Prior to the integration of the U.S. Armed Forces by race in the early
1950s and by sex in the mid 1970s every unit in the military service was
segregated as such. This is why such groups as the TUSKEEGEE AIRMEN
(don't miss the movie by the same name with Laurence Fishburne) and 442nd
Regiment (see the movie Go for Broke! with Van Johnson.) were
formed during World War Two. One such unit was the...
404th U.S. Army Band (cld)
The Colored WAC Band
by Billy Jack Long (U.S.
Army Band veteran)
The Woman's Army Corps began in 1942 as the Woman's Army Auxiliary Corps.
Unlike the Navy and the Marine Corps, who treated the women who joined
those services and were given respectable military sounding ranks (such
as sergeant, petty officer, private, and seaman), the Woman's Army Auxiliary
Corps (WAAC) developed its own rank structure. Initially, the women
were paid less than men of equal rank but this was soon changed, along
with giving women the men's rank structure and a new name, the Woman's
Army Corps (WAC).
Women were placed in every job open to men with the exception of combat
arms and anything which deliberately placed service personnel on the frontlines.
So there were mechanics, truck drivers, cooks, intelligence personnel,
and there were bands. The WAC had four bands. The 401st U.S.
Army Band (wac) was stationed at Fort Des Moines, Iowa, just south of the
city of Des Moines. The 402nd U.S. Army Band (wac) was stationed at Daytona
Beach, Florida. The 403rd U.S. Army Band (wac) was stationed at Fort
Mason in San Francisco, California. And there was the 404th U.S.
Army Band (cld), which began at Fort Des Moines, transferred to Fort Oglethorpe,
Georgia (near Chattanooga, Tennessee), moved back to Fort Des Moines.
It was deactivated a few times, gave a great concert for the Seventh War
Bond Rally in Chicago, Illinois, after which time the band went home and
learned the sad news that the band had been deactivated once and for all.
The above picture (taken from the website of the Chicago Public Library)
shows the band performing just prior to that rally on the streets of Chicago.
They really attracted a huge crowd.
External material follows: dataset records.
//! 能力后端客户端
//!
//! 五类能力端点（创意 / 报表 / 行情 / 落地页 / 计划管理）对编排核心是不透明服务，
//! 统一经由 POST {base_url}/{op} 调用，body 携带 params 与 operation_id（重试去重）。
//! 网络错误与 5xx/429 映射为瞬时失败，4xx 为永久失败。

use std::time::Duration;

use reqwest::Client;
use serde_json::Value;

use crate::tools::registry::ToolError;

/// 能力服务 HTTP 客户端
pub struct CapabilityClient {
    http: Client,
    base_url: String,
}

impl CapabilityClient {
    pub fn new(base_url: impl Into<String>, timeout_secs: u64) -> Self {
        let http = Client::builder()
            .timeout(Duration::from_secs(timeout_secs))
            .user_agent("adpilot/0.1")
            .build()
            .unwrap_or_default();
        Self {
            http,
            base_url: base_url.into().trim_end_matches('/').to_string(),
        }
    }

    /// 调用能力端点；响应约定为 {"success": bool, "data": ..., "error": str, "consumed": u32}
    pub async fn call(
        &self,
        op: &str,
        params: &Value,
        operation_id: &str,
    ) -> Result<Value, ToolError> {
        let url = format!("{}/{}", self.base_url, op);
        let body = serde_json::json!({
            "params": params,
            "operation_id": operation_id,
        });

        let resp = self
            .http
            .post(&url)
            .json(&body)
            .send()
            .await
            .map_err(|e| ToolError::transient(format!("request failed: {e}")))?;

        let status = resp.status();
        if status.is_server_error() || status.as_u16() == 429 {
            return Err(ToolError::transient(format!("HTTP {status}")));
        }
        if !status.is_success() {
            return Err(ToolError::permanent(format!("HTTP {status}")));
        }

        let payload: Value = resp
            .json()
            .await
            .map_err(|e| ToolError::transient(format!("bad response body: {e}")))?;

        if payload["success"].as_bool().unwrap_or(false) {
            Ok(payload["data"].clone())
        } else {
            let message = payload["error"].as_str().unwrap_or("unknown error").to_string();
            let consumed = payload["consumed"].as_u64().unwrap_or(0) as u32;
            let retryable = payload["retryable"].as_bool().unwrap_or(false);
            let err = if retryable {
                ToolError::transient(message)
            } else {
                ToolError::permanent(message)
            };
            Err(err.with_consumed(consumed))
        }
    }
}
At the rally later that evening,
movie stars, politicians, and other famous people of the day were present.
Actor Humphrey Bogart, a U.S. Navy veteran, remarked that this was the
best military band he had ever seen. It probably was.
Most of the members of Congress did not even want to have this band.
Because of its special band status, the Department of War (forerunner to
the Departments of the Army and of the Air Force) gave the 404th Band an
alotment of 40 positions. Plans were to recruit only the finest musicians
to play with the band. But military service of Blacks, even by Black
males, was discouraged during the war. The women who joined the Colored
WAC Band were women who would be willing to face some of the worst humiliation
faced by human beings on Stateside soil, and mostly by the Army itself.
At its greatest strength, the Colored WAC Band had 19 members. Some
instruments in the band were so poorly represented that, for example, a
drummer might have had to play a tenor saxophone or a clarinet player had
to play a trombone. (Let me say, as a tuba player, if someone told
me I had to play another instrument for my livelihood because nobody else
was playing it I would probably want to scream.)
There were many other indignities faced by the women which were probably
so commonplace in the mid 1940s that they were not recorded. These
might turn our stomachs now, especially knowing that German prisoners of
war imprisoned here were treated better than our own Black soldiers.
Incidentally, band trained and worked in the same buildings many of
the fathers of the women lived in during the First World War! According
to the letters between fathers and daughters, nothing changed.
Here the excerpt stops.